Note that in incoherent probing, spectroscopic signals linearly depend on the number of molecules, while coherent Raman signals show a quadratic dependence. SE-SRS benefits from eight order of magnitude increase in the enhancement factor.
To probe such non-linear effects one normally employs picosecond or femtosecond pulses to obtain the high peak powers (~ 10 MW/cm2) needed to excite third order processes. Typically, however, the intensity fluctuations in SERS would preclude its use in such an experiment because these fluctuations would swamp the small changes in SRS intensity at resonance. However, we are able to overcome this difficulty because of the unique stability of scattering from the Oxonica nanoparticles
To establish the field of molecular holography, we must achieve two main objectives: (1) demonstrate pulsed and continuous wave (CW) Stimulated Raman spectroscopy using highly scattering nanostructured surfaces (e.g. metal nanoparticles) and (2) demonstrate that the coherent SE-SRS emission from molecules can be used to create a molecular hologram. We have already demonstrated two subsets of each objective – (1a) SE-SRS using pulsed lasers and (2a) conventional holography of metal nanoparticles. In the long term (>5 yrs.) we hope to establish a label free approach to molecular holography.

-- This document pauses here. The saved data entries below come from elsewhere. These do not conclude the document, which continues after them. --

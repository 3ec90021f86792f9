// SQLite archive of finished graphs

pub mod db;
pub mod schema;

pub use db::Archive;
use anyhow::{Context, Result};
use chrono::{DateTime, Utc};
use r2d2::Pool;
use r2d2_sqlite::SqliteConnectionManager;
use rusqlite::{params, Connection, OptionalExtension, Row};
use std::path::{Path, PathBuf};
use tracing::{debug, info};

use super::schema::{init_schema, ENTITY_TABLES};
use crate::graph::*;

/// Type alias for connection pool
pub type ConnectionPool = Pool<SqliteConnectionManager>;

const ANALYZED_AT: &str = "analyzed_at";

/// Durable copy of a finished graph
#[derive(Clone)]
pub struct Archive {
    pool: ConnectionPool,
    path: PathBuf,
}

impl Archive {
    /// Create or open an archive
    pub fn open(path: impl AsRef<Path>) -> Result<Self> {
        let path = path.as_ref().to_path_buf();

        info!("Opening archive at: {}", path.display());

        if let Some(parent) = path.parent().filter(|parent| !parent.as_os_str().is_empty()) {
            std::fs::create_dir_all(parent)
                .with_context(|| format!("Failed to create directory: {}", parent.display()))?;
        }

        let manager = SqliteConnectionManager::file(&path);
        let pool = Pool::builder()
            .max_size(4)
            .build(manager)
            .context("Failed to create connection pool")?;

        {
            let conn = pool.get().context("Failed to get connection")?;
            init_schema(&conn).context("Failed to initialize schema")?;
        }

        Ok(Self { pool, path })
    }

    pub fn path(&self) -> &Path {
        &self.path
    }

    /// Get a connection from the pool
    pub fn get_conn(&self) -> Result<r2d2::PooledConnection<SqliteConnectionManager>> {
        self.pool.get().context("Failed to get connection from pool")
    }

    /// Replace the archive contents with `graph`, in one transaction
    pub fn save(&self, graph: &Graph) -> Result<()> {
        let mut conn = self.get_conn()?;
        let tx = conn.transaction()?;

        for table in ENTITY_TABLES.iter().rev() {
            tx.execute(&format!("DELETE FROM {}", table), [])?;
        }
        write_parts(&tx, graph.parts()).context("Failed to write graph")?;
        tx.execute(
            "INSERT OR REPLACE INTO meta (key, value) VALUES (?1, ?2)",
            params![ANALYZED_AT, Utc::now().to_rfc3339()],
        )?;

        tx.commit()?;
        debug!("Archived {} definitions", graph.definitions().len());
        Ok(())
    }

    /// Read the archived graph back, validating every reference
    pub fn load(&self) -> Result<Graph> {
        let conn = self.get_conn()?;
        let parts = read_parts(&conn)?;
        Graph::from_parts(parts).context("Archive holds an inconsistent graph")
    }

    /// When the archived graph was written, if ever
    pub fn analyzed_at(&self) -> Result<Option<DateTime<Utc>>> {
        let conn = self.get_conn()?;
        let value: Option<String> = conn
            .query_row("SELECT value FROM meta WHERE key = ?1", [ANALYZED_AT], |row| row.get(0))
            .optional()?;

        value
            .map(|value| {
                DateTime::parse_from_rfc3339(&value)
                    .map(|time| time.with_timezone(&Utc))
                    .with_context(|| format!("Invalid timestamp in archive: {}", value))
            })
            .transpose()
    }

    /// Row counts per entity kind
    pub fn counts(&self) -> Result<GraphCounts> {
        let conn = self.get_conn()?;
        let count = |table: &str| -> Result<usize> {
            let rows: i64 = conn.query_row(&format!("SELECT COUNT(*) FROM {}", table), [], |row| row.get(0))?;
            Ok(rows as usize)
        };

        Ok(GraphCounts {
            modules: count("modules")?,
            classes: count("classes")?,
            tags: count("tags")?,
            definitions: count("definitions")?,
            relationships: count("relationships")?,
            examples: count("examples")?,
            tag_examples: count("tag_examples")?,
            tag_usage: count("tag_usage")?,
            attributes: count("attributes")?,
            attribute_examples: count("attribute_examples")?,
            attribute_usage: count("attribute_usage")?,
            resources: count("resources")?,
            issues: count("issues")?,
        })
    }

    /// Issue counts, most severe first
    pub fn issues_by_severity(&self) -> Result<Vec<(Severity, usize)>> {
        let conn = self.get_conn()?;
        let mut stmt = conn.prepare(
            "SELECT severity, COUNT(*) as count FROM issues GROUP BY severity ORDER BY severity DESC",
        )?;

        let rows = stmt.query_map([], |row| {
            let severity: u8 = row.get(0)?;
            let count: i64 = row.get(1)?;
            Ok((severity, count as usize))
        })?;

        let mut results = Vec::new();
        for row in rows {
            let (severity, count) = row?;
            let severity = Severity::from_byte(severity)
                .with_context(|| format!("Unknown issue severity in archive: {}", severity))?;
            results.push((severity, count));
        }

        Ok(results)
    }

    /// Tags with the most definition links on their values
    pub fn top_tags(&self, limit: usize) -> Result<Vec<(String, usize)>> {
        let conn = self.get_conn()?;
        let mut stmt = conn.prepare(
            "SELECT t.identifier, COUNT(*) as uses
             FROM tag_usage u
             JOIN tag_examples e ON e.id = u.tag_example_id
             JOIN relationships r ON r.id = e.relationship_id
             JOIN tags t ON t.id = r.child_id
             GROUP BY t.id
             ORDER BY uses DESC, t.identifier
             LIMIT ?1",
        )?;

        let rows = stmt.query_map([limit as i64], |row| {
            let identifier: String = row.get(0)?;
            let uses: i64 = row.get(1)?;
            Ok((identifier, uses as usize))
        })?;

        let mut results = Vec::new();
        for row in rows {
            results.push(row?);
        }

        Ok(results)
    }
}

fn key<I: EntityId>(id: I) -> i64 {
    id.index() as i64
}

fn optional_key<I: EntityId>(id: Option<I>) -> Option<i64> {
    id.map(key)
}

fn handle<I: EntityId>(row: &Row, column: usize) -> rusqlite::Result<I> {
    Ok(I::from_index(row.get::<_, i64>(column)? as usize))
}

fn optional_handle<I: EntityId>(row: &Row, column: usize) -> rusqlite::Result<Option<I>> {
    Ok(row.get::<_, Option<i64>>(column)?.map(|id| I::from_index(id as usize)))
}

fn write_parts(conn: &Connection, parts: &GraphParts) -> rusqlite::Result<()> {
    let mut stmt = conn.prepare("INSERT INTO modules (id, identifier, name, version, official) VALUES (?1, ?2, ?3, ?4, ?5)")?;
    for (id, m) in parts.modules.iter().enumerate() {
        stmt.execute(params![id as i64, m.identifier, m.name, m.version, m.official])?;
    }

    let mut stmt = conn.prepare("INSERT INTO resources (id, path, module_id, content_hash) VALUES (?1, ?2, ?3, ?4)")?;
    for (id, r) in parts.resources.iter().enumerate() {
        stmt.execute(params![id as i64, r.path, key(r.module), r.content_hash])?;
    }

    insert_named(conn, "classes", parts.classes.iter().map(|c| (c.identifier.as_str(), c.name.as_str(), c.module)))?;
    insert_named(conn, "tags", parts.tags.iter().map(|t| (t.identifier.as_str(), t.name.as_str(), t.module)))?;
    insert_named(conn, "attributes", parts.attributes.iter().map(|a| (a.identifier.as_str(), a.name.as_str(), a.module)))?;

    let mut stmt = conn.prepare(
        "INSERT INTO definitions (id, identifier, is_abstract, parent_name, parent_id, module_id, class_id, resource_id)
         VALUES (?1, ?2, ?3, ?4, ?5, ?6, ?7, ?8)",
    )?;
    for (id, d) in parts.definitions.iter().enumerate() {
        stmt.execute(params![
            id as i64,
            d.identifier,
            d.is_abstract,
            d.parent_name,
            optional_key(d.parent),
            optional_key(d.module),
            optional_key(d.class),
            optional_key(d.resource),
        ])?;
    }

    let mut stmt = conn.prepare("INSERT INTO relationships (id, parent_id, child_id, context_id) VALUES (?1, ?2, ?3, ?4)")?;
    for (id, r) in parts.relationships.iter().enumerate() {
        stmt.execute(params![id as i64, key(r.parent), key(r.child), optional_key(r.context)])?;
    }

    let mut stmt = conn.prepare("INSERT INTO examples (id, value) VALUES (?1, ?2)")?;
    for (id, e) in parts.examples.iter().enumerate() {
        stmt.execute(params![id as i64, e.value])?;
    }

    let mut stmt = conn.prepare("INSERT INTO tag_examples (id, example_id, relationship_id) VALUES (?1, ?2, ?3)")?;
    for (id, e) in parts.tag_examples.iter().enumerate() {
        stmt.execute(params![id as i64, key(e.example), key(e.relationship)])?;
    }

    let mut stmt = conn.prepare("INSERT INTO tag_usage (id, tag_example_id, definition_id) VALUES (?1, ?2, ?3)")?;
    for (id, u) in parts.tag_usage.iter().enumerate() {
        stmt.execute(params![id as i64, key(u.example), key(u.definition)])?;
    }

    let mut stmt = conn.prepare(
        "INSERT INTO attribute_examples (id, example_id, tag_id, attribute_id) VALUES (?1, ?2, ?3, ?4)",
    )?;
    for (id, e) in parts.attribute_examples.iter().enumerate() {
        stmt.execute(params![id as i64, key(e.example), key(e.tag), key(e.attribute)])?;
    }

    let mut stmt = conn.prepare("INSERT INTO attribute_usage (id, attribute_example_id, definition_id) VALUES (?1, ?2, ?3)")?;
    for (id, u) in parts.attribute_usage.iter().enumerate() {
        stmt.execute(params![id as i64, key(u.example), key(u.definition)])?;
    }

    let mut stmt = conn.prepare(
        "INSERT INTO issues (id, severity, message, module_id, resource_id, definition_id, class_id, tag_id, attribute_id)
         VALUES (?1, ?2, ?3, ?4, ?5, ?6, ?7, ?8, ?9)",
    )?;
    for (id, i) in parts.issues.iter().enumerate() {
        stmt.execute(params![
            id as i64,
            i.severity.as_byte(),
            i.message,
            optional_key(i.module),
            optional_key(i.resource),
            optional_key(i.definition),
            optional_key(i.class),
            optional_key(i.tag),
            optional_key(i.attribute),
        ])?;
    }

    Ok(())
}

/// Classes, tags and attributes share one row shape
fn insert_named<'a>(
    conn: &Connection,
    table: &str,
    rows: impl Iterator<Item = (&'a str, &'a str, Option<ModuleId>)>,
) -> rusqlite::Result<()> {
    let mut stmt = conn.prepare(&format!(
        "INSERT INTO {} (id, identifier, name, module_id) VALUES (?1, ?2, ?3, ?4)",
        table
    ))?;
    for (id, (identifier, name, module)) in rows.enumerate() {
        stmt.execute(params![id as i64, identifier, name, optional_key(module)])?;
    }
    Ok(())
}

/// Read one table in position order; ids must be exactly 0..n
fn read_rows<T>(
    conn: &Connection,
    table: &str,
    columns: &str,
    map: impl Fn(&Row) -> rusqlite::Result<T>,
) -> Result<Vec<T>> {
    let mut stmt = conn.prepare(&format!("SELECT id, {} FROM {} ORDER BY id", columns, table))?;
    let mut rows = stmt.query([])?;

    let mut results = Vec::new();
    while let Some(row) = rows.next()? {
        let id: i64 = row.get(0)?;
        if id != results.len() as i64 {
            anyhow::bail!("Archive table {} is missing row {}", table, results.len());
        }
        results.push(map(row)?);
    }

    Ok(results)
}

fn read_parts(conn: &Connection) -> Result<GraphParts> {
    let named_columns = "identifier, name, module_id";

    let issues = read_rows(
        conn,
        "issues",
        "severity, message, module_id, resource_id, definition_id, class_id, tag_id, attribute_id",
        |row| {
            let severity: u8 = row.get(1)?;
            let issue = Issue {
                severity: Severity::Trace,
                message: row.get(2)?,
                module: optional_handle(row, 3)?,
                resource: optional_handle(row, 4)?,
                definition: optional_handle(row, 5)?,
                class: optional_handle(row, 6)?,
                tag: optional_handle(row, 7)?,
                attribute: optional_handle(row, 8)?,
            };
            Ok((severity, issue))
        },
    )?
    .into_iter()
    .map(|(severity, issue)| {
        let severity = Severity::from_byte(severity)
            .with_context(|| format!("Unknown issue severity in archive: {}", severity))?;
        Ok(Issue { severity, ..issue })
    })
    .collect::<Result<Vec<_>>>()?;

    Ok(GraphParts {
        modules: read_rows(conn, "modules", "identifier, name, version, official", |row| {
            Ok(Module {
                identifier: row.get(1)?,
                name: row.get(2)?,
                version: row.get(3)?,
                official: row.get(4)?,
            })
        })?,
        resources: read_rows(conn, "resources", "path, module_id, content_hash", |row| {
            Ok(Resource {
                path: row.get(1)?,
                module: handle(row, 2)?,
                content_hash: row.get(3)?,
            })
        })?,
        classes: read_rows(conn, "classes", named_columns, |row| {
            Ok(Class {
                identifier: row.get(1)?,
                name: row.get(2)?,
                module: optional_handle(row, 3)?,
            })
        })?,
        tags: read_rows(conn, "tags", named_columns, |row| {
            Ok(Tag {
                identifier: row.get(1)?,
                name: row.get(2)?,
                module: optional_handle(row, 3)?,
            })
        })?,
        attributes: read_rows(conn, "attributes", named_columns, |row| {
            Ok(Attribute {
                identifier: row.get(1)?,
                name: row.get(2)?,
                module: optional_handle(row, 3)?,
            })
        })?,
        definitions: read_rows(
            conn,
            "definitions",
            "identifier, is_abstract, parent_name, parent_id, module_id, class_id, resource_id",
            |row| {
                Ok(Definition {
                    identifier: row.get(1)?,
                    is_abstract: row.get(2)?,
                    parent_name: row.get(3)?,
                    parent: optional_handle(row, 4)?,
                    module: optional_handle(row, 5)?,
                    class: optional_handle(row, 6)?,
                    resource: optional_handle(row, 7)?,
                })
            },
        )?,
        relationships: read_rows(conn, "relationships", "parent_id, child_id, context_id", |row| {
            Ok(Relationship {
                parent: handle(row, 1)?,
                child: handle(row, 2)?,
                context: optional_handle(row, 3)?,
            })
        })?,
        examples: read_rows(conn, "examples", "value", |row| Ok(Example { value: row.get(1)? }))?,
        tag_examples: read_rows(conn, "tag_examples", "example_id, relationship_id", |row| {
            Ok(TagExample {
                example: handle(row, 1)?,
                relationship: handle(row, 2)?,
            })
        })?,
        tag_usage: read_rows(conn, "tag_usage", "tag_example_id, definition_id", |row| {
            Ok(TagUsage {
                example: handle(row, 1)?,
                definition: handle(row, 2)?,
            })
        })?,
        attribute_examples: read_rows(conn, "attribute_examples", "example_id, tag_id, attribute_id", |row| {
            Ok(AttributeExample {
                example: handle(row, 1)?,
                tag: handle(row, 2)?,
                attribute: handle(row, 3)?,
            })
        })?,
        attribute_usage: read_rows(conn, "attribute_usage", "attribute_example_id, definition_id", |row| {
            Ok(AttributeUsage {
                example: handle(row, 1)?,
                definition: handle(row, 2)?,
            })
        })?,
        issues,
    })
}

We have successfully completed two proof-of-principle experiments that demonstrate: (i) coherent light emission can be generated from specialized nanoparticles by stimulated Raman scattering emission at chosen molecular vibrational frequencies using low laser power pulsed and CW and (ii) a hologram of gold nanoparticles can be created. We were the first group in the world to demonstrate CW Stimulated SERS as reported in August at the SERS Faraday Discussions conference (C. L. D. Lee and K. C. Hewitt, SERS Faraday Discussion – in press (2017)). Thus the realization of Molecular holography using CW sources appears very likely, since the most recent experiments demonstrate one can simply switch between parallel crossed polarization states of the pump and probe beams to turn on and off stimulated emission (see attached).
A molecular holography approach to imaging would compete primarily with fluorescence imaging techniques. Molecular holography would offer two major advantages. Raman linewidths are an order of magnitude, or more, smaller than fluorescence linewidths. Within the same spectral bandpass, therefore, it becomes possible to identify hundreds of spectrally unique particles instead of the few now possible with fluorescence imaging techniques. In addition, holography becomes possible because of the coherent nature of the SRS signal, allowing researchers to track these particles in 3D, within mm^3 volumes, at video capture rates.